Stand: 24.06.2026 18:13 Uhr

Am Tag nach dem Brand eines Mehrfamilienhauses in Oldenburg offenbart sich das Ausmaß der Zerstörung. Einige Bewohner konnten zurückkehren, doch einen Teil der Wohnungen machten Flammen und Löschwasser unbewohnbar.

18 Menschen mussten die Nacht in einer Notunterkunft des Deutschen Roten Kreuzes verbringen, wie die Hilfsorganisation mitteilte. Das Notlager mit Feldbetten richtete das DRK in seinem Katastrophenschutzzentrum ein. Manche Bewohner des Hauses, die sich vor den Flammen in Sicherheit bringen mussten, konnten kaum etwas mitnehmen. „Die kommen aus ihrer Wohnung und das einzige, was sie mithaben, ist eine Plastiktüte“, so DRK-Helferin Constanze Krull im Gespräch mit dem NDR Niedersachsen.

Dachteile stürzen während der Löscharbeiten ein

Am Dienstagmittag war in dem Oldenburger Wohnkomplex ein Feuer im Dachstuhl ausgebrochen. Die Feuerwehr bekämpfte den Brand mit rund 100 Einsatzkräften bis zum Abend. Die Bewohner mussten evakuiert werden. Verletzt wurde laut Polizei niemand. Rund 150 Menschen wohnten in dem Mehrparteienhaus. Während der Löscharbeiten stürzte ein Teil des Daches ein.
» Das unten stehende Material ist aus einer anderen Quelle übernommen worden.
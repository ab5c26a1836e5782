#[derive(Clone, Copy, Debug)]
pub struct TableOptions {
    pub max_width: Option<usize>,
    pub color: bool,
}

/// Render an aligned table of string rows.
#[must_use]
pub fn render_entity_table(headers: &[&str], rows: &[Vec<String>], options: TableOptions) -> String {
    let mut widths: Vec<usize> = headers
        .iter()
        .enumerate()
        .map(|(index, header)| {
            rows.iter()
                .filter_map(|row| row.get(index))
                .map(|cell| cell.chars().count())
                .max()
                .unwrap_or(0)
                .max(header.chars().count())
        })
        .collect();

    fit_widths(&mut widths, headers, options.max_width);

    let header_line = headers
        .iter()
        .zip(&widths)
        .map(|(header, width)| pad(&truncate_text(header, *width), *width, false))
        .collect::<Vec<_>>()
        .join("  ")
        .trim_end()
        .to_string();

    let divider = "-".repeat(header_line.chars().count());

    let row_lines = rows.iter().map(|row| {
        widths
            .iter()
            .enumerate()
            .map(|(index, width)| {
                let value = row.get(index).map_or("-", String::as_str);
                let cell = pad(&truncate_text(value, *width), *width, looks_numeric(value));
                if options.color {
                    colorize_status(&cell)
                } else {
                    cell
                }
            })
            .collect::<Vec<_>>()
            .join("  ")
            .trim_end()
            .to_string()
    });

    std::iter::once(header_line)
        .chain(std::iter::once(divider))
        .chain(row_lines)
        .collect::<Vec<_>>()
        .join("\n")
}

/// Shrink the widest columns one character at a time until the table fits.
fn fit_widths(widths: &mut [usize], headers: &[&str], max_width: Option<usize>) {
    let Some(max_width) = max_width else {
        return;
    };

    let separators = widths.len().saturating_sub(1) * 2;
    let mut total = widths.iter().sum::<usize>() + separators;
    while total > max_width {
        let candidate = widths
            .iter()
            .enumerate()
            .filter(|(idx, width)| **width > headers[*idx].chars().count().max(6))
            .max_by_key(|(_, width)| **width)
            .map(|(idx, _)| idx);

        let Some(idx) = candidate else {
            break;
        };
        widths[idx] -= 1;
        total -= 1;
    }
}

fn truncate_text(value: &str, width: usize) -> String {
    if value.chars().count() <= width {
        return value.to_string();
    }
    if width <= 1 {
        return "…".to_string();
    }

    let mut out = value.chars().take(width - 1).collect::<String>();
    out.push('…');
    out
}

fn looks_numeric(value: &str) -> bool {
    let trimmed = value.trim();
    !trimmed.is_empty() && trimmed.chars().all(|ch| ch.is_ascii_digit() || ch == '-')
}

fn pad(value: &str, width: usize, right_align: bool) -> String {
    let fill = " ".repeat(width.saturating_sub(value.chars().count()));
    if right_align {
        format!("{fill}{value}")
    } else {
        format!("{value}{fill}")
    }
}

/// Color a padded cell by the status it names.
fn colorize_status(cell: &str) -> String {
    let code = match cell.trim().to_ascii_lowercase().as_str() {
        "implemented" | "resolved" | "true" => Some("32"),
        "pending" | "in review" | "in-review" => Some("33"),
        "rejected" => Some("31"),
        _ => None,
    };

    match code {
        Some(code) => format!("\u{1b}[{code}m{cell}\u{1b}[0m"),
        None => cell.to_string(),
    }
}

#[cfg(test)]
mod tests {
    use pretty_assertions::assert_eq;

    use super::{TableOptions, colorize_status, render_entity_table, truncate_text};

    const PLAIN: TableOptions = TableOptions {
        max_width: None,
        color: false,
    };

    #[test]
    fn columns_are_aligned() {
        let rows = vec![
            vec!["1".to_string(), "Pending".to_string(), "short".to_string()],
            vec![
                "200".to_string(),
                "In Review".to_string(),
                "a much longer text".to_string(),
            ],
        ];
        let table = render_entity_table(&["id", "status", "text"], &rows, PLAIN);
        let lines: Vec<&str> = table.lines().collect();

        assert_eq!(lines.len(), 4);
        assert_eq!(lines[0], "id   status     text");
        assert!(lines[1].chars().all(|c| c == '-'));
        assert_eq!(lines[2], "  1  Pending    short");
        assert_eq!(lines[3], "200  In Review  a much longer text");
    }

    #[test]
    fn narrow_terminal_truncates_widest_column() {
        let rows = vec![vec!["1".to_string(), "x".repeat(60)]];
        let table = render_entity_table(
            &["id", "text"],
            &rows,
            TableOptions {
                max_width: Some(40),
                color: false,
            },
        );
        assert!(table.lines().all(|line| line.chars().count() <= 40));
        assert!(table.contains('…'));
    }

    #[test]
    fn truncation_is_character_based() {
        assert_eq!(truncate_text("déjà vu", 4), "déj…");
        assert_eq!(truncate_text("ok", 4), "ok");
    }

    #[test]
    fn statuses_get_colors() {
        assert!(colorize_status("Implemented ").starts_with("\u{1b}[32m"));
        assert!(colorize_status("In Review").starts_with("\u{1b}[33m"));
        assert_eq!(colorize_status("Library"), "Library");
    }
}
Die Flammen, Rauch und Löschwasser beschädigten weitere Bereiche des Gebäudes. Warum der Brand entfachte, ist laut Feuerwehr noch unklar.

Video:
Brand in Oldenburg: 150 Menschen obdachlos (2 Min)

Verharren in der Notunterkunft

Am Mittwoch begannen die Aufräumarbeiten in dem Haus. Ein Teil der betroffenen Mietparteien in unteren Stockwerken konnte nach Informationen des NDR mittlerweile wieder in die Wohnungen zurück, darunter auch Anwohnerin Andrea Schnittke, die in der ersten Etage wohnt. „Gott sei Dank: Die ist absolut trocken, kein Wasser, kein Rauch, nur Ruß an den Fenstern“, schilderte sie dem NDR. Andere Bewohner traf es schwerer. Einige von ihnen harren laut DRK weiter in der Notunterkunft aus. Wie es weitergeht, wüssten sie noch nicht, sagten mehrere Betroffene. Dass das Feuer so viel Wohnraum vernichtet hat, sei für die Stadt eine Herausforderung, sagte Oberbürgermeister Jürgen Krogmann (SPD). Oberstes Ziel in solchen Fällen sei es, Obdachlosigkeit zu vermeiden. Doch das sei angesichts der vielen Betroffenen nicht in so kurzer Zeit möglich gewesen.